Biting Off More Than You Can Chew

Hot on the tails of attacking MasterCard, Visa, and PayPal the boys and girls that compose Anonymous are performing a distributed denial of service (DDoS) attack against Amazon. The funny thing is it doesn’t seem to be working as I can access Amazon without any issue.

I don’t think these guys make the connection that Wikileaks chose to use Amazon’s hosting service specifically because of how robot Amazon’s infrastructure is. Amazon makes their money on people visiting their website and thus have made massive strides in ensuring it’s always accessible. Amazon has been a victim of DDoS attacks before (usually to extort money from Amazon to make the DDoS attack stop) and know how to deal with it.
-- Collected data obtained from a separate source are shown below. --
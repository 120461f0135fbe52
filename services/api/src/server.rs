use crate::cli::ServeArgs;
use crate::infra::{load_listings, seeded_store, AppState};
use crate::routes::with_app_routes;
use axum::Extension;
use axum_prometheus::PrometheusMetricLayer;
use leasing_core::config::AppConfig;
use leasing_core::error::AppError;
use leasing_core::telemetry;
use leasing_core::workflows::inventory::DealerId;
use leasing_core::workflows::reconciliation::ExtractionService;
use std::sync::atomic::Ordering;
use std::sync::Arc;
use tracing::info;

pub(crate) async fn run(mut args: ServeArgs) -> Result<(), AppError> {
    let mut config = AppConfig::load()?;

    if let Some(host) = args.host.take() {
        config.server.host = host;
    }
    if let Some(port) = args.port.take() {
        config.server.port = port;
    }

    telemetry::init(&config.telemetry)?;

    let (prometheus_layer, prometheus_handle) = PrometheusMetricLayer::pair();
    let readiness_flag = Arc::new(std::sync::atomic::AtomicBool::new(false));
    let app_state = AppState {
        readiness: readiness_flag.clone(),
        metrics: Arc::new(prometheus_handle),
    };

    let dealer = DealerId(args.dealer);
    let listings = match args.inventory_csv.as_deref() {
        Some(path) => load_listings(path, &dealer)?,
        None => Vec::new(),
    };
    let seeded = listings.len();
    let store = Arc::new(seeded_store(listings, args.reference_models)?);
    let pricing = Arc::new(config.pricing.clone());
    let service = Arc::new(ExtractionService::new(store, config.pricing.clone()));

    let app = with_app_routes(service)
        .layer(Extension(app_state))
        .layer(Extension(pricing))
        .layer(prometheus_layer);

    let addr = config.server.socket_addr()?;
    let listener = tokio::net::TcpListener::bind(addr).await?;
    readiness_flag.store(true, Ordering::Release);

    info!(
        ?config.environment,
        %addr,
        dealer_id = %dealer.0,
        seeded,
        "leasing inventory service ready"
    );

    axum::serve(listener, app).await?;
    Ok(())
}
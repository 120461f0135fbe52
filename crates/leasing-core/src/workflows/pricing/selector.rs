use serde::{Deserialize, Serialize};

use super::config::PricingConfig;
use crate::workflows::inventory::Offer;

/// Contract lengths tried, in order, after the caller's preferred term.
const TERM_FALLBACK: [u32; 3] = [36, 24, 48];

/// Configuration the selector aims for when picking one offer to display or score.
#[derive(Debug, Clone, Copy, PartialEq, Eq, Serialize, Deserialize)]
pub struct OfferTarget {
    pub mileage: u32,
    pub deposit: u32,
    pub term: Option<u32>,
}

impl OfferTarget {
    pub fn from_config(config: &PricingConfig) -> Self {
        Self {
            mileage: config.default_mileage,
            deposit: config.default_deposit,
            term: config.default_term,
        }
    }
}

/// Pick the single offer closest to `target`.
///
/// Mileage is narrowed first (exact match, or the closest mileage with ties going to the lower
/// allowance; `strict` only accepts exact matches), then term (`target.term`, 36, 24, 48), then
/// the smallest distance between first payment and target deposit with the lower monthly price
/// breaking ties. Unpriced offers never take part.
pub fn select_best_offer<'a>(
    offers: &'a [Offer],
    target: &OfferTarget,
    strict: bool,
) -> Option<&'a Offer> {
    let priced: Vec<&Offer> = offers.iter().filter(|offer| offer.is_priced()).collect();
    if priced.is_empty() {
        return None;
    }

    let by_mileage = narrow_by_mileage(&priced, target.mileage, strict)?;
    let by_term = match narrow_by_term(&by_mileage, target.term) {
        Some(candidates) => candidates,
        None if strict => return None,
        None => by_mileage,
    };

    by_term.into_iter().min_by(|a, b| {
        deposit_distance(a, target.deposit)
            .cmp(&deposit_distance(b, target.deposit))
            .then(a.monthly_price.cmp(&b.monthly_price))
    })
}

fn narrow_by_mileage<'a>(
    offers: &[&'a Offer],
    mileage: u32,
    strict: bool,
) -> Option<Vec<&'a Offer>> {
    let exact: Vec<&Offer> = offers
        .iter()
        .copied()
        .filter(|offer| offer.mileage_per_year == mileage)
        .collect();
    if !exact.is_empty() {
        return Some(exact);
    }
    if strict {
        return None;
    }

    let closest = offers
        .iter()
        .map(|offer| offer.mileage_per_year)
        .min_by_key(|candidate| (candidate.abs_diff(mileage), *candidate))?;

    Some(
        offers
            .iter()
            .copied()
            .filter(|offer| offer.mileage_per_year == closest)
            .collect(),
    )
}

fn narrow_by_term<'a>(offers: &[&'a Offer], preferred: Option<u32>) -> Option<Vec<&'a Offer>> {
    preferred
        .into_iter()
        .chain(TERM_FALLBACK)
        .map(|term| {
            offers
                .iter()
                .copied()
                .filter(|offer| offer.period_months == term)
                .collect::<Vec<_>>()
        })
        .find(|candidates| !candidates.is_empty())
}

fn deposit_distance(offer: &Offer, deposit: u32) -> u32 {
    offer.first_payment.abs_diff(deposit)
}
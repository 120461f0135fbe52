use crate::infra::{load_extraction, load_listings, seeded_store};
use clap::Args;
use leasing_core::config::AppConfig;
use leasing_core::error::AppError;
use leasing_core::workflows::inventory::{DealerId, Listing, ListingId, Offer, Transmission};
use leasing_core::workflows::pricing::{
    calculate_lease_score, InventoryScoreReport, LeaseScoreInput, PricingConfig,
};
use leasing_core::workflows::reconciliation::{
    build_change_set, ApplyOutcome, ChangeRecord, ChangeType, ExtractionIntake,
    ExtractionService, FieldValue, RawExtractedVehicle, SessionId,
};
use std::path::PathBuf;
use std::sync::Arc;

#[derive(Args, Debug)]
pub(crate) struct CompareArgs {
    /// Inventory CSV export (one row per offer)
    #[arg(long)]
    pub(crate) inventory: PathBuf,
    /// Extraction JSON: an array of vehicles or `{ "vehicles": [...] }`
    #[arg(long)]
    pub(crate) extracted: PathBuf,
    /// Dealer the inventory belongs to
    #[arg(long, default_value = "dealer-1")]
    pub(crate) dealer: String,
}

#[derive(Args, Debug)]
pub(crate) struct ScoreArgs {
    /// Retail price in DKK
    #[arg(long)]
    pub(crate) retail_price: u32,
    /// Monthly payment in DKK
    #[arg(long)]
    pub(crate) monthly: u32,
    /// Annual mileage allowance in km
    #[arg(long, default_value_t = 15_000)]
    pub(crate) mileage: u32,
    /// First payment in DKK
    #[arg(long, default_value_t = 0)]
    pub(crate) deposit: u32,
    /// Contract length in months
    #[arg(long, default_value_t = 36)]
    pub(crate) months: u32,
}

#[derive(Args, Debug, Default)]
pub(crate) struct DemoArgs {
    /// Leave the staged deletion pending instead of discarding it.
    #[arg(long)]
    pub(crate) keep_deletes: bool,
}

pub(crate) fn run_compare(args: CompareArgs) -> Result<(), AppError> {
    let config = AppConfig::load()?;
    let dealer = DealerId(args.dealer);
    let inventory = load_listings(&args.inventory, &dealer)?;
    let batch = load_extraction(&args.extracted)?;

    let report = ExtractionIntake::from_config(&config.pricing).validate_batch(batch);
    let changes = build_change_set(
        &SessionId("preview".to_string()),
        &report.accepted,
        &inventory,
    );

    println!(
        "Compared {} extracted record(s) against {} listing(s) for {}",
        report.accepted.len(),
        inventory.len(),
        dealer.0
    );
    for rejected in &report.rejected {
        println!("  Rejected record #{}: {}", rejected.index, rejected.message);
    }
    for line in change_set_lines(&changes) {
        println!("{}", line);
    }
    Ok(())
}

pub(crate) fn run_score(args: ScoreArgs) -> Result<(), AppError> {
    let config = AppConfig::load()?;
    let score = calculate_lease_score(
        &LeaseScoreInput {
            retail_price: args.retail_price,
            monthly_price: args.monthly,
            mileage_per_year: args.mileage,
            first_payment: args.deposit,
            contract_months: args.months,
        },
        &config.pricing,
    );

    if let Some(reason) = score.unscored_reason {
        println!("Offer cannot be scored: {}", reason.code());
        return Ok(());
    }

    println!("Lease score: {}/100", score.total_score);
    println!(
        "  Monthly rate: {} (effective {:.2}% of retail per month)",
        score.monthly_rate_score, score.effective_monthly_percent
    );
    println!("  Mileage: {}", score.mileage_score);
    println!(
        "  Upfront: {} ({:.1}% of retail)",
        score.upfront_score, score.upfront_percent
    );
    Ok(())
}

pub(crate) async fn run_demo(args: DemoArgs) -> Result<(), AppError> {
    let dealer = DealerId("dealer-demo".to_string());
    let store = Arc::new(seeded_store(
        demo_inventory(&dealer),
        vec![("Toyota".to_string(), "Yaris Cross".to_string())],
    )?);
    let service = ExtractionService::new(store, PricingConfig::default());

    println!("Leasing inventory reconciliation demo");
    print_scores("Scores before upload", &service.dealer_scores(&dealer).await?);

    let staged = service.stage(&dealer, demo_extraction()?).await?;
    println!("\nStaged session {}", staged.session.id.0);
    for line in change_set_lines(&staged.changes) {
        println!("{}", line);
    }
    for warning in &staged.warnings {
        println!("  Warning: {}", warning);
    }

    let mut selected = Vec::new();
    let mut deletes = Vec::new();
    for change in &staged.changes {
        match change.change_type {
            ChangeType::Delete if args.keep_deletes => {}
            ChangeType::Delete => deletes.push(change.id.clone()),
            _ => selected.push(change.id.clone()),
        }
    }
    if !deletes.is_empty() {
        let discarded = service.discard(&staged.session.id, &deletes).await?;
        println!("\nDiscarded {} deletion(s)", discarded.updated.len());
    }

    let outcome = service
        .apply(&staged.session.id, &selected, "demo@marketplace.dk", None)
        .await?;
    print_outcome(&outcome);
    print_scores("\nScores after apply", &service.dealer_scores(&dealer).await?);
    Ok(())
}

pub(crate) fn change_set_lines(changes: &[ChangeRecord]) -> Vec<String> {
    if changes.is_empty() {
        return vec!["  No changes: inventory already matches the extraction".to_string()];
    }

    let mut lines = Vec::new();
    for change in changes {
        let vehicle = &change.extracted_data;
        let target = change
            .target_listing_id
            .as_ref()
            .map(|id| id.0.as_str())
            .unwrap_or("new listing");
        lines.push(format!(
            "  {} {} {} {} [{}] confidence {:.2} via {:?}",
            change.change_type.label().to_uppercase(),
            vehicle.make,
            vehicle.model,
            vehicle.variant,
            target,
            change.confidence_score,
            change.match_method
        ));
        for (field, diff) in &change.field_diffs {
            lines.push(format!(
                "    {}: {} -> {}",
                field.label(),
                describe(&diff.old),
                describe(&diff.new)
            ));
        }
    }
    lines
}

fn describe(value: &FieldValue) -> String {
    match value {
        FieldValue::Missing => "-".to_string(),
        FieldValue::Number(number) => number.to_string(),
        FieldValue::Text(text) => text.clone(),
        FieldValue::Offers(offers) => offers
            .iter()
            .map(|offer| {
                format!(
                    "{} kr/md {} km {} md",
                    offer.monthly_price, offer.mileage_per_year, offer.period_months
                )
            })
            .collect::<Vec<_>>()
            .join(", "),
    }
}

fn print_outcome(outcome: &ApplyOutcome) {
    println!(
        "\nApplied: {} created, {} updated, {} deleted (session {})",
        outcome.applied.created,
        outcome.applied.updated,
        outcome.applied.deleted,
        outcome.session_status.label()
    );
    for error in &outcome.errors {
        println!("  Failed {}: {}", error.change_id.0, error.error);
    }
    for skipped in &outcome.skipped {
        println!(
            "  Skipped {} ({})",
            skipped.change_id.0,
            skipped.status.label()
        );
    }
}

fn print_scores(title: &str, report: &InventoryScoreReport) {
    println!("{}", title);
    for row in &report.rows {
        match (&row.score.best, row.score.unscored_reason) {
            (Some(best), _) => println!(
                "  {}: {}/100 at {} kr/md",
                row.listing_id.0, best.score.total_score, best.offer.monthly_price
            ),
            (None, Some(reason)) => {
                println!("  {}: unscored ({})", row.listing_id.0, reason.code())
            }
            (None, None) => println!("  {}: unscored", row.listing_id.0),
        }
    }
}

fn demo_offer(monthly_price: u32, mileage_per_year: u32) -> Offer {
    Offer {
        monthly_price,
        period_months: 36,
        mileage_per_year,
        first_payment: 4_995,
    }
}

fn demo_inventory(dealer: &DealerId) -> Vec<Listing> {
    let listing = |id: &str, model: &str, variant: &str, retail: u32, offers: Vec<Offer>| Listing {
        id: ListingId(id.to_string()),
        dealer_id: dealer.clone(),
        make: "Toyota".to_string(),
        model: model.to_string(),
        variant: variant.to_string(),
        horsepower: None,
        transmission: Some(Transmission::Manual),
        fuel_type: Some("Benzin".to_string()),
        retail_price: Some(retail),
        offers,
    };

    vec![
        listing(
            "lst-aygo",
            "Aygo X",
            "Active 72 hk",
            189_900,
            vec![demo_offer(2_295, 15_000), demo_offer(2_495, 20_000)],
        ),
        listing(
            "lst-yaris",
            "Yaris",
            "Style 116 hk",
            239_900,
            vec![demo_offer(2_795, 15_000)],
        ),
        listing(
            "lst-corolla",
            "Corolla",
            "Active 140 hk",
            319_900,
            vec![demo_offer(3_395, 15_000)],
        ),
    ]
}

fn demo_extraction() -> Result<Vec<RawExtractedVehicle>, AppError> {
    let batch = serde_json::json!([
        {
            "make": "Toyota", "model": "Aygo X", "variant": "Active 72 hk",
            "transmission": "Manuel", "retail_price": "189.900",
            "offers": [
                { "monthly_price": "2.195", "mileage_per_year": 15000, "first_payment": 4995 },
                { "monthly_price": "2.395", "mileage_per_year": 20000, "first_payment": 4995 }
            ]
        },
        {
            "make": "Toyota", "model": "Yaris", "variant": "Style 116 hk",
            "transmission": "Manuel", "retail_price": 239900,
            "monthly_price": 2795, "mileage_per_year": 15000, "first_payment": 4995
        },
        {
            "make": "Toyota", "model": "Yaris Cross", "variant": "Active Hybrid 116 hk",
            "transmission": "Automatisk", "fuel_type": "Hybrid", "retail_price": 279900,
            "monthly_price": 3095, "mileage_per_year": 15000, "first_payment": 4995,
            "variant_source": "inferred", "confidence": 0.9
        },
        { "make": "Toyota", "model": "Corolla" }
    ]);
    Ok(serde_json::from_value(batch)?)
}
It’s would be like trying to take down Google via a DDoS attack, it won’t work.

This also sends a bad message to web hosts. Basically Anonymous are saying anybody who has hosted Wikileaks and stopped is going to be attacked. Likewise anybody hosting Wikileaks will also be attacked by people from the other side of the issue. Why would any web host be willing to host Wikileaks at all if all they’ll get for their troubles is a big old helping of DDoS. If you want to set a precedence in favor of Wikileaks work to stop the DDoS attacks that are targeting Wikileaks, not a web host who hosted Wikileaks and later terminated the hosting.

I’m still finding the events surrounding Wikileaks far more interesting than the actual leaks themselves.